§ **Problem to solve**: For the material below, output exactly the span from the line with "use milsim_backend::db::require_db;" to the line with "use milsim_backend::error::AppError;", including both, and nothing besides.

┌─ Dataset records

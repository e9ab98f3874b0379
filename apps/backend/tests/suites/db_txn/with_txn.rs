// with_txn without a SharedTxn: begins its own transaction and applies the
// process-wide policy. Test binaries default to RollbackOnOk.

use actix_web::test;
use milsim_backend::adapters::squads_sea::{self, SquadCreate};
use milsim_backend::db::require_db;
use milsim_backend::db::txn::with_txn;
use milsim_backend::db::txn_policy::{current, TxnPolicy};
use milsim_backend::entities::squads;
use milsim_backend::error::AppError;
use milsim_backend::state::app_state::AppState;
use milsim_backend::state::security_config::SecurityConfig;
use sea_orm::{ColumnTrait, EntityTrait, QueryFilter};

use backend_test_support::unique_helpers::unique_str;

use crate::support::build_test_state;

#[actix_web::test]
async fn test_ok_result_is_rolled_back_under_test_policy() -> Result<(), Box<dyn std::error::Error>>
{
    if current() != TxnPolicy::RollbackOnOk {
        return Ok(());
    }
    let state = build_test_state().await?;
    let req = test::TestRequest::default().to_http_request();

    let squad_id = with_txn(Some(&req), &state, |txn| {
        Box::pin(async move {
            let squad = squads_sea::create_squad(txn, SquadCreate::new(unique_str("sq"), 4)).await?;
            Ok::<_, AppError>(squad.id)
        })
    })
    .await?;

    let found = squads_sea::find_by_id(require_db(&state)?, squad_id).await?;
    assert!(found.is_none(), "RollbackOnOk must discard successful work");
    Ok(())
}

#[actix_web::test]
async fn test_err_result_is_rolled_back() -> Result<(), Box<dyn std::error::Error>> {
    let state = build_test_state().await?;
    let name = unique_str("sq");

    let inner_name = name.clone();
    let result: Result<(), AppError> = with_txn(None, &state, |txn| {
        Box::pin(async move {
            squads_sea::create_squad(txn, SquadCreate::new(inner_name, 4)).await?;
            Err(AppError::internal("boom"))
        })
    })
    .await;
    assert!(result.is_err());

    let db = require_db(&state)?;
    let leftover = squads::Entity::find()
        .filter(squads::Column::Name.eq(name))
        .one(db)
        .await?;
    assert!(leftover.is_none());
    Ok(())
}

#[actix_web::test]
async fn test_without_db_is_unavailable() {
    let state = AppState::new_without_db(SecurityConfig::default());

    let result = with_txn(None, &state, |_txn| Box::pin(async move { Ok::<_, AppError>(()) })).await;
    match result {
        Err(AppError::DbUnavailable) => {}
        other => panic!("expected DbUnavailable, got {other:?}"),
    }
}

└─

§ **Output of the exercise**:
use milsim_backend::db::require_db;
use milsim_backend::db::txn::with_txn;
use milsim_backend::db::txn_policy::{current, TxnPolicy};
use milsim_backend::entities::squads;
use milsim_backend::error::AppError;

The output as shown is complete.